WHAT NEEDS TO BE DONE: Begin with the first line of the entries below. Copy each line exactly, stopping after the one that contains "by the status.".

Collected data entries
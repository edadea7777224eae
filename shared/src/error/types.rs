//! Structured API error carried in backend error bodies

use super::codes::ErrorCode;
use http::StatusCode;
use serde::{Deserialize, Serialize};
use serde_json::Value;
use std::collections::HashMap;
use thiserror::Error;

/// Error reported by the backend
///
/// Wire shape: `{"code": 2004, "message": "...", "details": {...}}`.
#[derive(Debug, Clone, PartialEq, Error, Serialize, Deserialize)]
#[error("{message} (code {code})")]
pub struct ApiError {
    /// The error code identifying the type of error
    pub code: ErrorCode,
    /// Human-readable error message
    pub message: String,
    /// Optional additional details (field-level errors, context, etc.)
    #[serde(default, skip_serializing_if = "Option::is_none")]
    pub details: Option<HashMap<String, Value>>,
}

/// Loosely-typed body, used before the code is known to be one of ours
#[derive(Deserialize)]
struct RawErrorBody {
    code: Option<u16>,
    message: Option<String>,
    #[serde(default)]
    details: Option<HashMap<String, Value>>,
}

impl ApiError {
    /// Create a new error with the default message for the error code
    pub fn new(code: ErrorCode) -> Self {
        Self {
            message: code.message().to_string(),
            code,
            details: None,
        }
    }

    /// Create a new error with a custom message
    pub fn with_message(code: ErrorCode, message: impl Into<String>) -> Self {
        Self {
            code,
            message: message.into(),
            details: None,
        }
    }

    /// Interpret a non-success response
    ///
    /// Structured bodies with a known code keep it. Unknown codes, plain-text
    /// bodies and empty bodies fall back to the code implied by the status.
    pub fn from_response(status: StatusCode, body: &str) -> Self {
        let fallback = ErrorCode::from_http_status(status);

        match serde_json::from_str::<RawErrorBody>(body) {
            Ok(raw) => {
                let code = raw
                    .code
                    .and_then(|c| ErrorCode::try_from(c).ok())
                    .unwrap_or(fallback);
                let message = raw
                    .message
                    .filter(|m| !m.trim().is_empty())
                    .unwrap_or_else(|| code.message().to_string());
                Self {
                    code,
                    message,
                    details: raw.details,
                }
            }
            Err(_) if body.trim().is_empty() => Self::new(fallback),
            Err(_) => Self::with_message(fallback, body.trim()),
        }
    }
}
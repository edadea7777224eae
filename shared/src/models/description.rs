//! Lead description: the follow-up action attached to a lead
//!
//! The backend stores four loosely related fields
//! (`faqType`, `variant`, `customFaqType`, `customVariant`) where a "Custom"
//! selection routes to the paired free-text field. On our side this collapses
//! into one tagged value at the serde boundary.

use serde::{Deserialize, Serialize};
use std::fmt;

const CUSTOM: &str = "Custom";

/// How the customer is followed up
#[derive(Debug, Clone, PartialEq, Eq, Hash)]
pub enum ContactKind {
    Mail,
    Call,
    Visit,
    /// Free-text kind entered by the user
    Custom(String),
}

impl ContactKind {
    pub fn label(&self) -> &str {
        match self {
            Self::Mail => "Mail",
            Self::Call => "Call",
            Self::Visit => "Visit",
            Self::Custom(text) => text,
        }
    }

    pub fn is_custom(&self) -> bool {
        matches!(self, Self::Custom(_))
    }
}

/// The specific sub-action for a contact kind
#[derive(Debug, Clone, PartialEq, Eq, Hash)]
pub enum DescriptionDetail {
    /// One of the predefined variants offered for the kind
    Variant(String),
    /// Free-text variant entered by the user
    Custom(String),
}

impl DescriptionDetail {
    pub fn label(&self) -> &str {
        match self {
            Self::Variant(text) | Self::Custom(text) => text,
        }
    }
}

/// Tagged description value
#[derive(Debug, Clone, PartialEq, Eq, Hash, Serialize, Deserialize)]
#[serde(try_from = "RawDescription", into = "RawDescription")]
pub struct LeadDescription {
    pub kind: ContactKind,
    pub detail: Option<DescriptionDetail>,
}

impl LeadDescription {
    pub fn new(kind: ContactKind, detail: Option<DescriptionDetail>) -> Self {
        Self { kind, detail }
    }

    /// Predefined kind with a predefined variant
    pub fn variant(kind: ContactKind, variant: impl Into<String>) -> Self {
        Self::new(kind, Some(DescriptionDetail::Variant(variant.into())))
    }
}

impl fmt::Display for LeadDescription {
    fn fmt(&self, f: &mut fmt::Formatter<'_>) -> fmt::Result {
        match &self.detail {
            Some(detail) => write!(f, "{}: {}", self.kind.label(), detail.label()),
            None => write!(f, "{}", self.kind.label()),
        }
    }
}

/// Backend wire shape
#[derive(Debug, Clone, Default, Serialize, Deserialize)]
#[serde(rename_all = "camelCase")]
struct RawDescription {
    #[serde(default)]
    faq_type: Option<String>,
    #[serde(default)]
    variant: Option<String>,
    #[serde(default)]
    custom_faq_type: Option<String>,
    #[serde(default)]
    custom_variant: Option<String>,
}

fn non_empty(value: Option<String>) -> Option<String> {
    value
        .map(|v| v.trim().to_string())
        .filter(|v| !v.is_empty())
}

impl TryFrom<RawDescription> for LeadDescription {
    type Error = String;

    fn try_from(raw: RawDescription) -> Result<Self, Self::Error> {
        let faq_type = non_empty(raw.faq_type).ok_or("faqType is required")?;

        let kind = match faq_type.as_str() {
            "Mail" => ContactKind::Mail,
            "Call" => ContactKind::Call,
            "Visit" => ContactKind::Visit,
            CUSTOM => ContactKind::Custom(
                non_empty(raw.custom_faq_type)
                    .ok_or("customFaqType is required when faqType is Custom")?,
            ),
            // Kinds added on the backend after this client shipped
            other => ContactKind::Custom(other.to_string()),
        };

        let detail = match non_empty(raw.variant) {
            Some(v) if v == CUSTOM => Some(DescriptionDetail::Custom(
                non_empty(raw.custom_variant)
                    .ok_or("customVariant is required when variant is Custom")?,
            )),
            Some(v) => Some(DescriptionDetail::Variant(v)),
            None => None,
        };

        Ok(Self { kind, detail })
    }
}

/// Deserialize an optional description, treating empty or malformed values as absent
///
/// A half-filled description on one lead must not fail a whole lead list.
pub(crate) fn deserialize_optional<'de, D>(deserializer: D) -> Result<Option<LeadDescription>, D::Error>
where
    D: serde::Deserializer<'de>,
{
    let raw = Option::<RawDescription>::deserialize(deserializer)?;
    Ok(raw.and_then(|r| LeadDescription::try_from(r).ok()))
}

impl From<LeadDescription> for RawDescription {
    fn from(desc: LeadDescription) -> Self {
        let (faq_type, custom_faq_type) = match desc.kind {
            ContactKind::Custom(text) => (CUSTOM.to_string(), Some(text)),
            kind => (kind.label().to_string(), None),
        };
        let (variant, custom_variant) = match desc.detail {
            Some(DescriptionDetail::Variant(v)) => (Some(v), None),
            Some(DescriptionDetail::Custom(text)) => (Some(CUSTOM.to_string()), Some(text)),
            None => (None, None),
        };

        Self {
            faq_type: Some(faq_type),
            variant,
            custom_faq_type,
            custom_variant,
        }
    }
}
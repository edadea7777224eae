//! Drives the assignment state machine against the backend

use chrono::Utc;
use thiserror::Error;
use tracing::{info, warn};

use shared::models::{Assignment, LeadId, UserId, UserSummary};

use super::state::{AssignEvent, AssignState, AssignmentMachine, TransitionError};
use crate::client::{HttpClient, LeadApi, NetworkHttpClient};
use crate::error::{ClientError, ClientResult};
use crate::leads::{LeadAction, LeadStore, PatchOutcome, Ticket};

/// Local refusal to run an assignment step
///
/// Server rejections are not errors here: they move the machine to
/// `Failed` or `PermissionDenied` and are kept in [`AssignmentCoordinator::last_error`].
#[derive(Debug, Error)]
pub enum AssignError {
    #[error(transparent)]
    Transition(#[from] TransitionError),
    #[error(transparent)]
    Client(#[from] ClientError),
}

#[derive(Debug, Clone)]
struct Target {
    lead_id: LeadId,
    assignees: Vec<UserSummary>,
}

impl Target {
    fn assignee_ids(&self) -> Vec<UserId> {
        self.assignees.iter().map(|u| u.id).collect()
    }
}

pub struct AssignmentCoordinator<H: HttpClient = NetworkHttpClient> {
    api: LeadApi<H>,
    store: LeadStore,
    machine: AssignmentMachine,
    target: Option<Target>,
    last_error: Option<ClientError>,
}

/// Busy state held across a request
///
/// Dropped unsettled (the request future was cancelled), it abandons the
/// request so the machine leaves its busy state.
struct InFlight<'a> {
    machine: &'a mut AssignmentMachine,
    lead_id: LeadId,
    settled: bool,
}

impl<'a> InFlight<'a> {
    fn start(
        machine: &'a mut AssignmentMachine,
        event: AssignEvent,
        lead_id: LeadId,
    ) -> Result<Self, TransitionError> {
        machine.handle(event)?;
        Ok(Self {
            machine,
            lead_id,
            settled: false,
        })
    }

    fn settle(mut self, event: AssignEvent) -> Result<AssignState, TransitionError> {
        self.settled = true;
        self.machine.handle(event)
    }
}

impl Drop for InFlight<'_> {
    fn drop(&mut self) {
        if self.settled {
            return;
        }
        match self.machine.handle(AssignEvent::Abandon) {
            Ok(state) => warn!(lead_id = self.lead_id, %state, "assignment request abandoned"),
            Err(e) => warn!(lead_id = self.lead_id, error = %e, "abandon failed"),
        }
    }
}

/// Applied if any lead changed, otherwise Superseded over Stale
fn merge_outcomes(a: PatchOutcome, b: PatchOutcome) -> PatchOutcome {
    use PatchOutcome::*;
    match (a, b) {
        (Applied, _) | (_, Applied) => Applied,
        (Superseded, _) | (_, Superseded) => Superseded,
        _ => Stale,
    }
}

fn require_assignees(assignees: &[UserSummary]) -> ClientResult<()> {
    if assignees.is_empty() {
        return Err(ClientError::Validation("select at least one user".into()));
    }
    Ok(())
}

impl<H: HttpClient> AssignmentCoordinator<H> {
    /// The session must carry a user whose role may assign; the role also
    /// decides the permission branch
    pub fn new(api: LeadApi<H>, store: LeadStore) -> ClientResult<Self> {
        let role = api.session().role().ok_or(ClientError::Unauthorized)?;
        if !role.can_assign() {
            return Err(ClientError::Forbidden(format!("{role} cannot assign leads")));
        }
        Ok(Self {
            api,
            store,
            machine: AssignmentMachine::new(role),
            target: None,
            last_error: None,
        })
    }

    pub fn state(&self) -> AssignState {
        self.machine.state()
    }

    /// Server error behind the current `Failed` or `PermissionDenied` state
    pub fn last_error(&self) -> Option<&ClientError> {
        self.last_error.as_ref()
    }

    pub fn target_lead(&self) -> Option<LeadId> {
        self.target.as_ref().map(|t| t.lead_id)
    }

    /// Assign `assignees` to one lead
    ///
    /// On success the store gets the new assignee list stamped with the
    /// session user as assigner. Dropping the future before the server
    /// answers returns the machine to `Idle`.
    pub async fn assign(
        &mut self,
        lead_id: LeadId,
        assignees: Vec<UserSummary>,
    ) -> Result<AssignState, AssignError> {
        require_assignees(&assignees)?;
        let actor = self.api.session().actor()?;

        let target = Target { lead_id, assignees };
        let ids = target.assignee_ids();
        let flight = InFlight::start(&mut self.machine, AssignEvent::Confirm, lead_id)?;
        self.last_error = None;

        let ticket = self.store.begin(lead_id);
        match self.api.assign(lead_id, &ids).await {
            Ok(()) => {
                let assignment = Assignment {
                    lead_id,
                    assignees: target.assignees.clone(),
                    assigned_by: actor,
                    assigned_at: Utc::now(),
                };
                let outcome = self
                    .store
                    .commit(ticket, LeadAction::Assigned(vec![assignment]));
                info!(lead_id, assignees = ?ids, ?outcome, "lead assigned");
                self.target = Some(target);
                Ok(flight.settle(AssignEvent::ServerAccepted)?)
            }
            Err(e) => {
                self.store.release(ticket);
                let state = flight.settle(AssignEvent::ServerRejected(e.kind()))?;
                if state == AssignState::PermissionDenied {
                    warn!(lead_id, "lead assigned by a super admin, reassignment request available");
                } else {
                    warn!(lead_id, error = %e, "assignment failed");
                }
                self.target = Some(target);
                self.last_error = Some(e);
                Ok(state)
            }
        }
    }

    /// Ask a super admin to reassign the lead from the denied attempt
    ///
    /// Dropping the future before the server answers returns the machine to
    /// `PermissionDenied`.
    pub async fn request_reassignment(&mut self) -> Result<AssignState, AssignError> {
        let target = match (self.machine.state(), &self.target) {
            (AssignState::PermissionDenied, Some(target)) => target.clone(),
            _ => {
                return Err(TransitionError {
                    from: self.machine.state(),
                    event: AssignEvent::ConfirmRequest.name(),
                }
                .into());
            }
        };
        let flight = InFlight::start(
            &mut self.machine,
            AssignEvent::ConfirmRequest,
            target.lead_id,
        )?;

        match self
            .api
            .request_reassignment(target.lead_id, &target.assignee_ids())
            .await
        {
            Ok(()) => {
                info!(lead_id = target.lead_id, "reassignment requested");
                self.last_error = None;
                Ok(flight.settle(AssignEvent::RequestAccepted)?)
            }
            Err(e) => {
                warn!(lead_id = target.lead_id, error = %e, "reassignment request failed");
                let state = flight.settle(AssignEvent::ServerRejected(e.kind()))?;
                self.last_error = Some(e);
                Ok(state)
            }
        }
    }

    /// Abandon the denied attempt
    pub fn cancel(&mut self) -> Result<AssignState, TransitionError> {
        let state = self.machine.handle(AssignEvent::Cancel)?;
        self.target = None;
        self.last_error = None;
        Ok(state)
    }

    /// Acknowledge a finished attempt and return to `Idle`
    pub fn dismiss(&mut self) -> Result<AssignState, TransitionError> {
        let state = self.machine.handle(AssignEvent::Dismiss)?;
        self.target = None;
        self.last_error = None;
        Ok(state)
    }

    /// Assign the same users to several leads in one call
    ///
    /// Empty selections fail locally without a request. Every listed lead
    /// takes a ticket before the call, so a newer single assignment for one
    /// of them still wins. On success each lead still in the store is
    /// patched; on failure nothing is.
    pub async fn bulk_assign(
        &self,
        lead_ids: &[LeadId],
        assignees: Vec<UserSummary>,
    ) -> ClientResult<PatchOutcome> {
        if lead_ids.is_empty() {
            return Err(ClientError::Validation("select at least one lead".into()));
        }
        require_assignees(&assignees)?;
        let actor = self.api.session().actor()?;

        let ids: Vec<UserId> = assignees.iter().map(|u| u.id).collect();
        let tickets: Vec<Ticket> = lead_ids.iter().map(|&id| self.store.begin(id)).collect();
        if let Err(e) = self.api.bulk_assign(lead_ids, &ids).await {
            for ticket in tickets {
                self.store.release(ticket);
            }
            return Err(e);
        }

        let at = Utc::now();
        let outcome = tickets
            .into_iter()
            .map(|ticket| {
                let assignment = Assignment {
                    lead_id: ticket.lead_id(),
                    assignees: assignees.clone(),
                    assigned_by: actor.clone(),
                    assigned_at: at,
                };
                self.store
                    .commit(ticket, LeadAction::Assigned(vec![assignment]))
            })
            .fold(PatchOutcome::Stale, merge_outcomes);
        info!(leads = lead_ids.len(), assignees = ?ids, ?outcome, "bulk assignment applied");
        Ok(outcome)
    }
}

EXERCISE RESULT:
repository edadea7777224eae
filename shared/src/error/types.rs
//! Structured API error carried in backend error bodies

use super::codes::ErrorCode;
use http::StatusCode;
use serde::{Deserialize, Serialize};
use serde_json::Value;
use std::collections::HashMap;
use thiserror::Error;

/// Error reported by the backend
///
/// Wire shape: `{"code": 2004, "message": "...", "details": {...}}`.
#[derive(Debug, Clone, PartialEq, Error, Serialize, Deserialize)]
#[error("{message} (code {code})")]
pub struct ApiError {
    /// The error code identifying the type of error
    pub code: ErrorCode,
    /// Human-readable error message
    pub message: String,
    /// Optional additional details (field-level errors, context, etc.)
    #[serde(default, skip_serializing_if = "Option::is_none")]
    pub details: Option<HashMap<String, Value>>,
}

/// Loosely-typed body, used before the code is known to be one of ours
#[derive(Deserialize)]
struct RawErrorBody {
    code: Option<u16>,
    message: Option<String>,
    #[serde(default)]
    details: Option<HashMap<String, Value>>,
}

impl ApiError {
    /// Create a new error with the default message for the error code
    pub fn new(code: ErrorCode) -> Self {
        Self {
            message: code.message().to_string(),
            code,
            details: None,
        }
    }

    /// Create a new error with a custom message
    pub fn with_message(code: ErrorCode, message: impl Into<String>) -> Self {
        Self {
            code,
            message: message.into(),
            details: None,
        }
    }

    /// Interpret a non-success response
    ///
    /// Structured bodies with a known code keep it. Unknown codes, plain-text
    /// bodies and empty bodies fall back to the code implied by the status.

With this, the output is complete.